This is an internal documentation. There is a good chance you’re looking for something else. See Disclaimer.

Memory management

The new persistence layer based on Hibernate behaves a bit differently when a lot of data is loaded. All entities that are loaded in a specific Context will be referenced by the Session until it is closed, even after the transaction is committed. When a lot of data is loaded or persisted within one action, the action should be split up into multiple transactions and contexts.

PartitionedTask

The easiest way to split a big task into multiple transactions is to use a PartitionedTask. A partitioned task is an extension of PersistTask and can be passed to the CommandExecutor.

The PartitionedTask requires an inner task, a subclass of AbstractPartitionedPersistTask, that contains the execution logic.

The AbstractPartitionedPersistTask has the following functionality:

  • A method partition() that converts it into a PartitionedTask, which then can be passed to the CommandExecutor for memory safe execution.

  • Managing the ‘task data’: Task data are Context dependent objects that are required for every iteration (for example an Entity). Because a new context is initialized after a certain number of iterations, these objects need to be reinitialized for each context. The task data object can be defined by overriding the createTaskData() method. During task execution it can be accessed using the getTaskData(Context) method. It is automatically cached for each context, and recreated when a new context is created.

In addition to the inner task, it is possible to specify input and output transformation functions. Remember that context dependent objects (like entities) may not be used as input parameters, therefore EntityId or PrimaryKey should be used instead. To facilitate the conversion between these objects, a BiFunction can be passed to the partitioned task. This function is executed each time a new partition is started and converts the input parameters before they are passed to the inner task.

This means that it’s possible to write the inner task using an Entity argument as usual, but pass EntityId or PrimaryKey instances to the PartitionedTask.

There are several standard transformation functions available, for example PartitionedTask#loadEntities(). Similar functions are available for the output value, for example to convert an Entity to an EntityId.

The final argument is the size of the transaction, that is, how many iterations should be completed before a new context is created.

Note

It is currently only possible to split up into multiple transactions. Hibernate would offer the possibility to flush() and then clear() the session, without committing the transaction, however this is not available in the Tocco API yet (it’s not clear which listeners to invoke on a flush()).

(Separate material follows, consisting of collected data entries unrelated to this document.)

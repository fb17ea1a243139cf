//! C9 — route resolver. Expands a routing identifier into the concrete
//! aliases a plan needs. Trivial in structure but on the hot path; reads go
//! through C3 first, falling back to C1 on a cache miss.

use std::sync::Arc;

use ledger_cache::RouteCache;
use ledger_core::{Alias, AssetCode, LedgerError, LedgerId, OrgId, RouteId, RouteRecord, Selector};
use ledger_store::{BalanceStore, RouteStore};

pub struct RouteResolver {
    cache: Arc<RouteCache>,
    routes: Arc<RouteStore>,
    balances: Arc<BalanceStore>,
}

/// The concrete aliases a routing identifier expands to on each side.
pub struct ResolvedRoute {
    pub source_aliases: Vec<Alias>,
    pub destination_aliases: Vec<Alias>,
}

impl RouteResolver {
    pub fn new(cache: Arc<RouteCache>, routes: Arc<RouteStore>, balances: Arc<BalanceStore>) -> Self {
        Self { cache, routes, balances }
    }

    pub fn resolve(
        &self,
        org_id: &OrgId,
        ledger_id: &LedgerId,
        route_id: &RouteId,
        asset_code: &AssetCode,
    ) -> Result<ResolvedRoute, LedgerError> {
        let record = match self.cache.get(org_id, ledger_id, route_id) {
            Some(r) => r,
            None => {
                let r = self
                    .routes
                    .find_by_id(route_id)?
                    .ok_or_else(|| LedgerError::RouteUnresolved(route_id.to_string()))?;
                self.cache.put(org_id, ledger_id, r.clone());
                r
            }
        };

        Ok(ResolvedRoute {
            source_aliases: self.expand_selector(&record.source_selector, ledger_id, asset_code)?,
            destination_aliases: self.expand_selector(&record.destination_selector, ledger_id, asset_code)?,
        })
    }

    /// Writes a route rule and invalidates C3 unconditionally (§4.3) rather
    /// than overwriting it, so the next `resolve` repopulates from C1.
    pub fn upsert_route(&self, org_id: &OrgId, route: RouteRecord) -> Result<(), LedgerError> {
        let ledger_id = route.ledger_id;
        let route_id = route.id;
        self.routes.upsert(&route)?;
        self.cache.invalidate(org_id, &ledger_id, &route_id);
        Ok(())
    }

    fn expand_selector(
        &self,
        selector: &Selector,
        ledger_id: &LedgerId,
        asset_code: &AssetCode,
    ) -> Result<Vec<Alias>, LedgerError> {
        match selector {
            Selector::ByAlias(alias) => Ok(vec![alias.clone()]),
            Selector::ByAccountType(account_type) => {
                let candidates = self.balances.list_all_by_ledger(ledger_id, None, Some(ledger_core::MAX_PAGE_LIMIT))?.0;
                let aliases: Vec<Alias> = candidates
                    .into_iter()
                    .filter(|b| b.account_type == *account_type && b.asset_code == *asset_code && !b.is_deleted())
                    .map(|b| b.alias)
                    .collect();
                if aliases.is_empty() {
                    return Err(LedgerError::RouteUnresolved(format!("no balances for account type {account_type:?}")));
                }
                Ok(aliases)
            }
        }
    }
}

#[cfg(test)]
mod tests {
    use std::sync::Arc;

    use ledger_core::RouteId;
    use ledger_store::StoreDb;

    use super::*;

    #[test]
    fn resolve_caches_and_upsert_invalidates() {
        let db = Arc::new(StoreDb::open_temp().unwrap());
        let routes = Arc::new(RouteStore::new(db.clone()));
        let balances = Arc::new(BalanceStore::new(db));
        let cache = Arc::new(RouteCache::new());
        let resolver = RouteResolver::new(cache.clone(), routes, balances);

        let org_id = OrgId::new();
        let ledger_id = LedgerId::new();
        let route = RouteRecord {
            id: RouteId::new(),
            organization_id: org_id,
            ledger_id,
            source_selector: Selector::ByAlias(Alias::new("@treasury")),
            destination_selector: Selector::ByAlias(Alias::new("@client")),
            updated_at: chrono::Utc::now(),
        };
        resolver.upsert_route(&org_id, route.clone()).unwrap();
        assert!(cache.get(&org_id, &ledger_id, &route.id).is_none());

        let asset = AssetCode::new("USD");
        let resolved = resolver.resolve(&org_id, &ledger_id, &route.id, &asset).unwrap();
        assert_eq!(resolved.source_aliases, vec![Alias::new("@treasury")]);
        assert!(cache.get(&org_id, &ledger_id, &route.id).is_some());

        let mut updated = route.clone();
        updated.destination_selector = Selector::ByAlias(Alias::new("@other"));
        resolver.upsert_route(&org_id, updated).unwrap();
        assert!(cache.get(&org_id, &ledger_id, &route.id).is_none());
        let resolved2 = resolver.resolve(&org_id, &ledger_id, &route.id, &asset).unwrap();
        assert_eq!(resolved2.destination_aliases, vec![Alias::new("@other")]);
    }
}
fn storage_err(e: impl ToString) -> LedgerError {
    LedgerError::StoreUnavailable(e.to_string())
}

pub struct BalanceStore {
    db: Arc<StoreDb>,
}

impl BalanceStore {
    pub fn new(db: Arc<StoreDb>) -> Self {
        Self { db }
    }

    pub fn create(&self, balance: &Balance) -> Result<(), LedgerError> {
        if self.exists_by_account_and_key(&balance.account_id, &balance.key)? {
            return Err(LedgerError::AlreadyExists(format!(
                "balance for account {} key {}",
                balance.account_id, balance.key
            )));
        }
        if !balance.key.is_default() {
            if balance.account_type == ledger_core::AccountType::External {
                return Err(LedgerError::ValidationError(format!(
                    "account {} is EXTERNAL and may hold only the default key",
                    balance.account_id
                )));
            }
            if !self.exists_by_account_and_key(&balance.account_id, &BalanceKey::default_key())? {
                return Err(LedgerError::EntityNotFound(format!(
                    "default balance must be created first for account {}",
                    balance.account_id
                )));
            }
        }
        let bytes = ser(balance)?;
        let acct_key = acct_key_index_key(&balance.account_id, &balance.key);
        let ledger_key = ledger_sorted_key(&balance.ledger_id, balance.created_at, balance.id.as_uuid());
        let alias_key = alias_index_key(&balance.alias, &balance.key);

        (
            &self.db.balances,
            &self.db.balances_by_acct_key,
            &self.db.balances_by_ledger,
            &self.db.balances_by_alias,
        )
            .transaction(|(balances, by_acct, by_ledger, by_alias)| {
                balances.insert(balance.id.as_uuid().as_bytes().as_slice(), bytes.as_slice())?;
                by_acct.insert(acct_key.as_slice(), balance.id.as_uuid().as_bytes().as_slice())?;
                by_ledger.insert(ledger_key.as_slice(), &[][..])?;
                by_alias.insert(alias_key.as_slice(), balance.id.as_uuid().as_bytes().as_slice())?;
                Ok::<(), ConflictableTransactionError<LedgerError>>(())
            })
            .map_err(tx_err)?;
        Ok(())
    }

    pub fn find_by_id(&self, id: &BalanceId) -> Result<Option<Balance>, LedgerError> {
        match self.db.balances.get(id.as_uuid().as_bytes()).map_err(storage_err)? {
            Some(b) => Ok(Some(deser(&b)?)),
            None => Ok(None),
        }
    }

    pub fn find_by_account_and_key(
        &self,
        account_id: &AccountId,
        key: &BalanceKey,
    ) -> Result<Option<Balance>, LedgerError> {
        let idx_key = acct_key_index_key(account_id, key);
        match self.db.balances_by_acct_key.get(idx_key).map_err(storage_err)? {
            Some(id_bytes) => {
                let id = BalanceId::from_uuid(uuid::Uuid::from_slice(&id_bytes).map_err(|e| LedgerError::Serialization(e.to_string()))?);
                self.find_by_id(&id)
            }
            None => Ok(None),
        }
    }

    pub fn exists_by_account_and_key(&self, account_id: &AccountId, key: &BalanceKey) -> Result<bool, LedgerError> {
        let idx_key = acct_key_index_key(account_id, key);
        Ok(self.db.balances_by_acct_key.contains_key(idx_key).map_err(storage_err)?)
    }

    pub fn list_by_account_ids(&self, account_ids: &[AccountId]) -> Result<Vec<Balance>, LedgerError> {
        let mut out = Vec::new();
        for acct in account_ids {
            let prefix = acct.as_uuid().as_bytes().to_vec();
            for item in self.db.balances_by_acct_key.scan_prefix(prefix) {
                let (_, id_bytes) = item.map_err(storage_err)?;
                let id = BalanceId::from_uuid(uuid::Uuid::from_slice(&id_bytes).map_err(|e| LedgerError::Serialization(e.to_string()))?);
                if let Some(b) = self.find_by_id(&id)? {
                    out.push(b);
                }
            }
        }
        Ok(out)
    }

    pub fn list_by_aliases(&self, aliases: &[ledger_core::Alias]) -> Result<Vec<Balance>, LedgerError> {
        let mut out = Vec::new();
        for alias in aliases {
            let prefix = {
                let mut v = alias.0.as_bytes().to_vec();
                v.push(0u8);
                v
            };
            for item in self.db.balances_by_alias.scan_prefix(prefix) {
                let (_, id_bytes) = item.map_err(storage_err)?;
                let id = BalanceId::from_uuid(uuid::Uuid::from_slice(&id_bytes).map_err(|e| LedgerError::Serialization(e.to_string()))?);
                if let Some(b) = self.find_by_id(&id)? {
                    out.push(b);
                }
            }
        }
        Ok(out)
    }

    pub fn list_by_alias_key_pairs(
        &self,
        pairs: &[(ledger_core::Alias, BalanceKey)],
    ) -> Result<Vec<Balance>, LedgerError> {
        let mut out = Vec::with_capacity(pairs.len());
        for (alias, key) in pairs {
            let idx_key = alias_index_key(alias, key);
            match self.db.balances_by_alias.get(idx_key).map_err(storage_err)? {
                Some(id_bytes) => {
                    let id = BalanceId::from_uuid(uuid::Uuid::from_slice(&id_bytes).map_err(|e| LedgerError::Serialization(e.to_string()))?);
                    match self.find_by_id(&id)? {
                        Some(b) => out.push(b),
                        None => return Err(LedgerError::EntityNotFound(format!("balance {alias}#{key}"))),
                    }
                }
                None => return Err(LedgerError::EntityNotFound(format!("balance {alias}#{key}"))),
            }
        }
        Ok(out)
    }

    /// Cursor-paginated, ordered by `createdAt`, scoped to a single account.
    pub fn list_all_by_account(
        &self,
        account_id: &AccountId,
        cursor: Option<&str>,
        limit: Option<usize>,
    ) -> Result<(Vec<Balance>, Option<String>), LedgerError> {
        let limit = limit.unwrap_or(DEFAULT_PAGE_LIMIT).max(1);
        let all = self.list_by_account_ids(std::slice::from_ref(account_id))?;
        paginate_by_created_at(all, cursor, limit)
    }

    /// Cursor-paginated, ordered by `createdAt`, scoped to a ledger.
    pub fn list_all_by_ledger(
        &self,
        ledger_id: &LedgerId,
        cursor: Option<&str>,
        limit: Option<usize>,
    ) -> Result<(Vec<Balance>, Option<String>), LedgerError> {
        let limit = limit.unwrap_or(DEFAULT_PAGE_LIMIT).max(1);
        let prefix = ledger_id.as_uuid().as_bytes().to_vec();
        let mut ids = Vec::new();
        for item in self.db.balances_by_ledger.scan_prefix(prefix) {
            let (key, _) = item.map_err(storage_err)?;
            let id_bytes = &key[key.len() - 16..];
            ids.push(BalanceId::from_uuid(
                uuid::Uuid::from_slice(id_bytes).map_err(|e| LedgerError::Serialization(e.to_string()))?,
            ));
        }
        let mut all = Vec::with_capacity(ids.len());
        for id in &ids {
            if let Some(b) = self.find_by_id(id)? {
                all.push(b);
            }
        }
        paginate_by_created_at(all, cursor, limit)
    }

    /// The central primitive (§4.1): optimistic-locking batch commit.
    ///
    /// For each input, the stored row is updated iff `stored.version <
    /// input.version && stored.deleted_at.is_none()`. If every row in the
    /// batch was stale, the whole batch fails with `NoBalancesUpdated`;
    /// otherwise rows that didn't match are silently skipped (logged).
    pub fn batch_update(&self, balances: &[Balance]) -> Result<(), LedgerError> {
        if balances.is_empty() {
            return Ok(());
        }
        let mut applied = 0usize;

        self.db
            .balances
            .transaction(|balances_tree| {
                for b in balances {
                    let key = b.id.as_uuid().as_bytes();
                    let current = balances_tree.get(key)?;
                    let current: Option<Balance> = match current {
                        Some(bytes) => Some(
                            bincode::deserialize(&bytes)
                                .map_err(|e| ConflictableTransactionError::Abort(LedgerError::Serialization(e.to_string())))?,
                        ),
                        None => None,
                    };
                    let Some(current) = current else { continue };
                    if current.deleted_at.is_some() || current.version >= b.version {
                        warn!(balance_id = %b.id, stored_version = current.version, attempted_version = b.version, "batch_update: stale row skipped");
                        continue;
                    }
                    let mut next = current;
                    next.available = b.available;
                    next.on_hold = b.on_hold;
                    next.version = b.version;
                    next.updated_at = b.updated_at;
                    let bytes = bincode::serialize(&next)
                        .map_err(|e| ConflictableTransactionError::Abort(LedgerError::Serialization(e.to_string())))?;
                    balances_tree.insert(key, bytes)?;
                    applied += 1;
                }
                Ok::<(), ConflictableTransactionError<LedgerError>>(())
            })
            .map_err(tx_err)?;

        if applied == 0 {
            return Err(LedgerError::NoBalancesUpdated);
        }
        Ok(())
    }

    pub fn update_flags(
        &self,
        id: &BalanceId,
        allow_sending: Option<bool>,
        allow_receiving: Option<bool>,
    ) -> Result<(), LedgerError> {
        self.db
            .balances
            .transaction(|balances_tree| {
                let bytes = balances_tree.get(id.as_uuid().as_bytes())?.ok_or_else(|| {
                    ConflictableTransactionError::Abort(LedgerError::EntityNotFound(format!("balance {id}")))
                })?;
                let mut b: Balance = bincode::deserialize(&bytes)
                    .map_err(|e| ConflictableTransactionError::Abort(LedgerError::Serialization(e.to_string())))?;
                if let Some(v) = allow_sending {
                    b.allow_sending = v;
                }
                if let Some(v) = allow_receiving {
                    b.allow_receiving = v;
                }
                let bytes = bincode::serialize(&b)
                    .map_err(|e| ConflictableTransactionError::Abort(LedgerError::Serialization(e.to_string())))?;
                balances_tree.insert(id.as_uuid().as_bytes(), bytes)?;
                Ok::<(), ConflictableTransactionError<LedgerError>>(())
            })
            .map_err(tx_err)
    }

    pub fn update_all_flags_by_account(
        &self,
        account_id: &AccountId,
        allow_sending: bool,
        allow_receiving: bool,
    ) -> Result<(), LedgerError> {
        let rows = self.list_by_account_ids(std::slice::from_ref(account_id))?;
        for b in rows {
            self.update_flags(&b.id, Some(allow_sending), Some(allow_receiving))?;
        }
        Ok(())
    }

    /// Soft delete with the zero-balance precondition enforced by the caller
    /// (executor); the store itself re-checks it for defense in depth.
    pub fn delete(&self, id: &BalanceId, now: Timestamp) -> Result<(), LedgerError> {
        self.db
            .balances
            .transaction(|balances_tree| {
                let bytes = balances_tree.get(id.as_uuid().as_bytes())?.ok_or_else(|| {
                    ConflictableTransactionError::Abort(LedgerError::EntityNotFound(format!("balance {id}")))
                })?;
                let mut b: Balance = bincode::deserialize(&bytes)
                    .map_err(|e| ConflictableTransactionError::Abort(LedgerError::Serialization(e.to_string())))?;
                if !b.is_zeroed() {
                    return Err(ConflictableTransactionError::Abort(LedgerError::BalancesCantBeDeleted(
                        id.to_string(),
                    )));
                }
                b.deleted_at = Some(now);
                b.updated_at = now;
                let bytes = bincode::serialize(&b)
                    .map_err(|e| ConflictableTransactionError::Abort(LedgerError::Serialization(e.to_string())))?;
                balances_tree.insert(id.as_uuid().as_bytes(), bytes)?;
                Ok::<(), ConflictableTransactionError<LedgerError>>(())
            })
            .map_err(tx_err)
    }

    /// Transactional bulk soft delete. Fails atomically with `PartialDelete`
    /// if fewer rows matched than were requested.
    pub fn delete_all_by_ids(&self, ids: &[BalanceId], now: Timestamp) -> Result<(), LedgerError> {
        let requested = ids.len();
        let mut deleted = 0usize;

        let result = self.db.balances.transaction(|balances_tree| {
            let mut staged = Vec::new();
            for id in ids {
                let Some(bytes) = balances_tree.get(id.as_uuid().as_bytes())? else { continue };
                let mut b: Balance = bincode::deserialize(&bytes)
                    .map_err(|e| ConflictableTransactionError::Abort(LedgerError::Serialization(e.to_string())))?;
                if !b.is_zeroed() {
                    return Err(ConflictableTransactionError::Abort(LedgerError::BalancesCantBeDeleted(
                        id.to_string(),
                    )));
                }
                b.deleted_at = Some(now);
                b.updated_at = now;
                staged.push((*id, b));
            }
            deleted = staged.len();
            for (id, b) in &staged {
                let bytes = bincode::serialize(b)
                    .map_err(|e| ConflictableTransactionError::Abort(LedgerError::Serialization(e.to_string())))?;
                balances_tree.insert(id.as_uuid().as_bytes(), bytes)?;
            }
            Ok::<(), ConflictableTransactionError<LedgerError>>(())
        });
        result.map_err(tx_err)?;

        if deleted < requested {
            return Err(LedgerError::PartialDelete { requested, deleted });
        }
        Ok(())
    }

    /// Write-through from C2: applies iff `stored.version < b.version`.
    /// Returns whether the write was applied.
    pub fn sync_from_cache(&self, b: &Balance) -> Result<bool, LedgerError> {
        match self.batch_update(std::slice::from_ref(b)) {
            Ok(()) => Ok(true),
            Err(LedgerError::NoBalancesUpdated) => Ok(false),
            Err(e) => Err(e),
        }
    }
}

Internally the PartitionedTask simply splits the input arguments into partitions of the given transaction size. For each partition a new Context created. Then the input transformation function is applied and the inner task is executed. After that the output transformation is applied to the result and the context is closed.

EntityList

The behaviour of the different EntityList implementations is a bit different compared to the old persistence layer.

EntityListImpl

The EntityListImpl is the default implementation. It is based on a List of Entity instances. These entities are already loaded, that means this implementation should not be used for very large lists, otherwise a lot of memory will be required.

The EntityListImpl is mainly used as a result of the execute() method of the Query class.

Note

Queries that are expected to have a lot of result rows should not use the execute() method. Instead getKeys() or the PathQueryBuilder should be used (perhaps in combination with a PartitionedTask).

LazyEntityList

The LazyEntityList is based on a PrimaryKeyList. No entities are loaded unless required and getKeys() can be called without any additional queries.

When an Entity is accessed, a number (see setPageSize()) of entities is loaded together.

This implementation works well, when only getKeys() (or only a few entities) are accessed. Also, it does not unnecessarily load all entities, even when they are never used later.

However the loaded entities are always referenced by the list (and context) and high memory usage is still possible when the entire list is loaded.

The LazyEntityList is returned from EntityManager#createEntityList(PrimaryKey...) and PrimaryKeyList#toEntityList().

MemoryEfficientLazyEntityList

The MemoryEfficientLazyEntityList is also based on a PrimaryKeyList and is based on pages like the LazyEntityList.

The difference is that in the MemoryEfficientLazyEntityList only one page is loaded at the same time. Each page is loaded with a new Context, the previous Context is closed as soon as a new page is loaded.

This implementation implements the AutoCloseable interface and should be used with the try-with-resources pattern so that the last Context is closed properly.

This list can be used with very large sizes, because the memory of the previous page is freed when a new page is loaded (or close() is called on the list).

Warning

This list is only efficient when its elements are accessed in the given order. If the elements are accessed randomly, too many data is loaded from the database.

Entity instances obtained from this list should only be used within the loop and primarily for read-only operations. As soon as its Context is closed, it’s no longer possible to participate in a transaction or to load associations.

PrimaryKeyList

The PrimaryKeyList is basically a List<PrimaryKey> with the following additional methods:

It should be used where it can be expected that the size of the list is potentially very large, to indicate to the developer that it’s probably not a good idea to load all entities at once.